This recipe outlines the steps to benchmark inference of a Llama 3.1 405B model using NVIDIA TensorRT-LLM on an A3 Ultra GKE Node pool with a single node.

Orchestration and deployment tools

For this recipe, the following setup is used:

  • Orchestration - Google Kubernetes Engine (GKE)
  • Job configuration and deployment - Helm chart is used to configure and deploy the Kubernetes Index Job. This job encapsulates inference of Llama 3.1 405B model using TensorRT-LLM. The chart generates the job's manifest, adhering to best practices for using RDMA Over Ethernet (RoCE) with Google Kubernetes Engine (GKE).

Prerequisites

Before running this recipe, ensure your environment is configured as follows:

  • A GKE cluster with the following setup:
    • An A3 Ultra node pool (1 node, 8 GPUs)
    • Topology-aware scheduling enabled
  • An Artifact Registry repository to store the Docker image.
  • A Google Cloud Storage (GCS) bucket to store results. Important: This bucket must be in the same region as the GKE cluster.
  • A client workstation with the following pre-installed:
    • Google Cloud SDK
    • Helm
    • kubectl
  • To access the Llama 3.1 405B model through Hugging Face, you'll need a Hugging Face token. Follow these steps to generate a new token if you don't have one already:
    • Create a Hugging Face account, if you don't already have one.
    • Click Your Profile > Settings > Access Tokens.
    • Select New Token.
    • Specify a Name of your choice and a Role of at least Read.
    • Select Generate a token.
    • Copy the generated token to your clipboard.
  • Get access to the Llama 3.1 405B model checkpoints from Hugging Face.

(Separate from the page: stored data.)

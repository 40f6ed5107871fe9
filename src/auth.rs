//! Auth provider interface. Only used to learn which user owns the snapshots.

use async_trait::async_trait;
use parking_lot::Mutex;

use crate::error::RemoteError;
use crate::types::UserId;

#[async_trait]
pub trait AuthProvider: Send + Sync {
    /// The signed-in user, or `None` when there is no session.
    async fn current_user(&self) -> Result<Option<UserId>, RemoteError>;

    async fn sign_out(&self) -> Result<(), RemoteError>;
}

/// Auth provider with a fixed, externally controlled session.
#[derive(Default)]
pub struct StaticAuth {
    user: Mutex<Option<UserId>>,
}

impl StaticAuth {
    pub fn signed_in(user: impl Into<UserId>) -> Self {
        Self {
            user: Mutex::new(Some(user.into())),
        }
    }

    pub fn signed_out() -> Self {
        Self::default()
    }

    pub fn sign_in(&self, user: impl Into<UserId>) {
        *self.user.lock() = Some(user.into());
    }
}

#[async_trait]
impl AuthProvider for StaticAuth {
    async fn current_user(&self) -> Result<Option<UserId>, RemoteError> {
        Ok(self.user.lock().clone())
    }

    async fn sign_out(&self) -> Result<(), RemoteError> {
        self.user.lock().take();
        Ok(())
    }
}
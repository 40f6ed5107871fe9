//! Session configuration.

use std::path::PathBuf;
use std::sync::Arc;

use serde::Deserialize;

use crate::error::{InventoryError, Result};
use crate::storage::{KeyValueStore, MemoryStore};

/// What to do with remote writes that cannot be delivered.
#[derive(Debug, Clone, Copy, PartialEq, Eq, Default, Deserialize)]
#[serde(rename_all = "snake_case")]
pub enum WritePolicy {
    /// At most once: offline writes skip the remote, failed writes are
    /// reported and later overwritten by the next full sync.
    #[default]
    WriteBehind,
    /// Offline and unreachable writes are queued per user and replayed before
    /// the next sync cycle fetches.
    Outbox,
}

/// Options for `InventorySession`.
///
/// Every field has a default, so `{}` is a valid JSON configuration.
#[derive(Debug, Clone, PartialEq, Deserialize)]
#[serde(default, deny_unknown_fields)]
pub struct SessionOptions {
    /// SQLite file for snapshots. `None` keeps snapshots in memory.
    pub snapshot_path: Option<PathBuf>,
    /// Connectivity assumed until the host reports otherwise (default: true)
    pub initially_online: bool,
    pub write_policy: WritePolicy,
    /// Max queued writes under `WritePolicy::Outbox` (default: 1000)
    pub outbox_limit: usize,
}

impl Default for SessionOptions {
    fn default() -> Self {
        Self {
            snapshot_path: None,
            initially_online: true,
            write_policy: WritePolicy::default(),
            outbox_limit: 1000,
        }
    }
}

impl SessionOptions {
    pub fn from_json_str(json: &str) -> Result<Self> {
        Ok(serde_json::from_str(json)?)
    }

    /// Open the key-value store the options describe.
    pub fn open_store(&self) -> Result<Arc<dyn KeyValueStore>> {
        match &self.snapshot_path {
            None => Ok(Arc::new(MemoryStore::new())),
            #[cfg(feature = "sqlite")]
            Some(path) => Ok(Arc::new(crate::storage::SqliteStore::open(path)?)),
            #[cfg(not(feature = "sqlite"))]
            Some(path) => Err(InventoryError::Storage(format!(
                "snapshot_path {} requires the `sqlite` feature",
                path.display()
            ))),
        }
    }

    pub(crate) fn validate(&self) -> Result<()> {
        if self.write_policy == WritePolicy::Outbox && self.outbox_limit == 0 {
            return Err(InventoryError::Storage(
                "outbox_limit must be greater than zero".to_string(),
            ));
        }
        Ok(())
    }
}
//! Local Snapshot Store: per-user, per-table mirror of the last known rows.
//!
//! Each `(user, table)` pair is one key in the underlying `KeyValueStore`
//! (`products-<user>`, `historial-<user>`, ...). Values are JSON envelopes
//! carrying the owner, table, rows, and save time. Tables are written
//! independently; there is no cross-table atomicity.

use std::sync::Arc;

use chrono::{DateTime, Utc};
use serde::{de::DeserializeOwned, Deserialize, Serialize};
use tracing::{debug, warn};

use crate::error::{InventoryError, Result};
use crate::types::{Stats, Table, UserId};

use super::traits::KeyValueStore;

/// Key holding the id of the last signed-in user.
pub const CURRENT_USER_KEY: &str = "currentUserId";

/// Serialized form of one table snapshot.
#[derive(Debug, Clone, Serialize, Deserialize)]
#[serde(rename_all = "camelCase")]
pub struct Snapshot<T> {
    pub user_id: UserId,
    pub table: String,
    pub rows: Vec<T>,
    pub saved_at: DateTime<Utc>,
}

/// Typed view over a `KeyValueStore` holding table snapshots.
#[derive(Clone)]
pub struct SnapshotStore {
    backend: Arc<dyn KeyValueStore>,
}

impl SnapshotStore {
    pub fn new(backend: Arc<dyn KeyValueStore>) -> Self {
        Self { backend }
    }

    pub fn key(user: &UserId, table: Table) -> String {
        format!("{}-{}", table.key_prefix(), user)
    }

    /// Persist `rows` for `(user, table)`, replacing any previous snapshot.
    pub fn save<T: Serialize>(&self, user: &UserId, table: Table, rows: &[T]) -> Result<()> {
        #[derive(Serialize)]
        #[serde(rename_all = "camelCase")]
        struct SnapshotRef<'a, T> {
            user_id: &'a UserId,
            table: &'a str,
            rows: &'a [T],
            saved_at: DateTime<Utc>,
        }

        let key = Self::key(user, table);
        let body = serde_json::to_string(&SnapshotRef {
            user_id: user,
            table: table.key_prefix(),
            rows,
            saved_at: Utc::now(),
        })?;
        self.backend.set(&key, &body)?;
        debug!(%key, rows = rows.len(), "snapshot saved");
        Ok(())
    }

    /// Full snapshot for `(user, table)`, or `None` if nothing usable is stored.
    ///
    /// A value that fails to parse, or that belongs to a different user, is
    /// treated as absent and logged as `CacheCorrupt`.
    pub fn load_snapshot<T: DeserializeOwned>(
        &self,
        user: &UserId,
        table: Table,
    ) -> Result<Option<Snapshot<T>>> {
        let key = Self::key(user, table);
        let Some(raw) = self.backend.get(&key)? else {
            return Ok(None);
        };

        let parsed = serde_json::from_str::<Snapshot<T>>(&raw)
            .map_err(|e| e.to_string())
            .and_then(|snapshot| {
                if &snapshot.user_id == user {
                    Ok(snapshot)
                } else {
                    Err(format!("owned by user {}", snapshot.user_id))
                }
            });

        match parsed {
            Ok(snapshot) => Ok(Some(snapshot)),
            Err(message) => {
                let err = InventoryError::CacheCorrupt { key, message };
                warn!(error = %err, "discarding unreadable snapshot");
                Ok(None)
            }
        }
    }

    /// Rows for `(user, table)`; empty when missing or corrupt.
    pub fn load<T: DeserializeOwned>(&self, user: &UserId, table: Table) -> Result<Vec<T>> {
        Ok(self
            .load_snapshot(user, table)?
            .map(|snapshot| snapshot.rows)
            .unwrap_or_default())
    }

    pub fn save_stats(&self, user: &UserId, stats: &Stats) -> Result<()> {
        self.save(user, Table::Stats, std::slice::from_ref(stats))
    }

    pub fn load_stats(&self, user: &UserId) -> Result<Option<Stats>> {
        Ok(self.load::<Stats>(user, Table::Stats)?.into_iter().next())
    }

    /// Remove every table snapshot for `user`, and forget them as the last user.
    pub fn clear(&self, user: &UserId) -> Result<()> {
        for table in Table::ALL {
            self.backend.remove(&Self::key(user, table))?;
        }
        if self.last_user()?.as_ref() == Some(user) {
            self.backend.remove(CURRENT_USER_KEY)?;
        }
        debug!(%user, "snapshots cleared");
        Ok(())
    }

    pub fn remember_user(&self, user: &UserId) -> Result<()> {
        self.backend.set(CURRENT_USER_KEY, user.as_str())
    }

    pub fn last_user(&self) -> Result<Option<UserId>> {
        Ok(self
            .backend
            .get(CURRENT_USER_KEY)?
            .filter(|id| !id.is_empty())
            .map(UserId::new))
    }
}
//! In-memory table state shared by the sync coordinator and the gateway.

use std::sync::Arc;

use parking_lot::RwLock;

use crate::error::Result;
use crate::stats::compute_stats;
use crate::storage::SnapshotStore;
use crate::types::{Category, HistoryEntry, Product, Stats, Table, UserId};

#[derive(Debug, Clone, Default, PartialEq)]
pub struct InventoryState {
    pub products: Vec<Product>,
    pub categories: Vec<Category>,
    pub historial: Vec<HistoryEntry>,
    pub stats: Stats,
}

/// Only the coordinator and the gateway write through this lock; neither
/// holds it across an `.await`.
pub type SharedState = Arc<RwLock<InventoryState>>;

impl InventoryState {
    pub fn new(
        products: Vec<Product>,
        categories: Vec<Category>,
        historial: Vec<HistoryEntry>,
    ) -> Self {
        let stats = compute_stats(&products, &historial);
        Self {
            products,
            categories,
            historial,
            stats,
        }
    }

    /// Build state from the user's snapshots. Stats are recomputed rather than
    /// read back, so a stale stats snapshot cannot disagree with the rows.
    pub fn from_snapshots(snapshots: &SnapshotStore, user: &UserId) -> Result<Self> {
        Ok(Self::new(
            snapshots.load(user, Table::Products)?,
            snapshots.load(user, Table::Categories)?,
            snapshots.load(user, Table::History)?,
        ))
    }

    /// True when no table holds any row.
    pub fn is_empty(&self) -> bool {
        self.products.is_empty() && self.categories.is_empty() && self.historial.is_empty()
    }

    pub fn recompute_stats(&mut self) {
        self.stats = compute_stats(&self.products, &self.historial);
    }

    /// Persist the given tables (and stats) for `user`.
    pub fn save(&self, snapshots: &SnapshotStore, user: &UserId, tables: &[Table]) -> Result<()> {
        for table in tables {
            match table {
                Table::Products => snapshots.save(user, Table::Products, &self.products)?,
                Table::Categories => snapshots.save(user, Table::Categories, &self.categories)?,
                Table::History => snapshots.save(user, Table::History, &self.historial)?,
                Table::Stats => snapshots.save_stats(user, &self.stats)?,
                Table::Outbox => {}
            }
        }
        Ok(())
    }
}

To prepare the required environment, see GKE environment setup guide.

Run the recipe

It is recommended to use Cloud Shell as your client to complete the steps. Cloud Shell comes pre-installed with the necessary utilities, including kubectl, the Google Cloud SDK, and Helm.

Launch Cloud Shell

In the Google Cloud console, start a Cloud Shell Instance.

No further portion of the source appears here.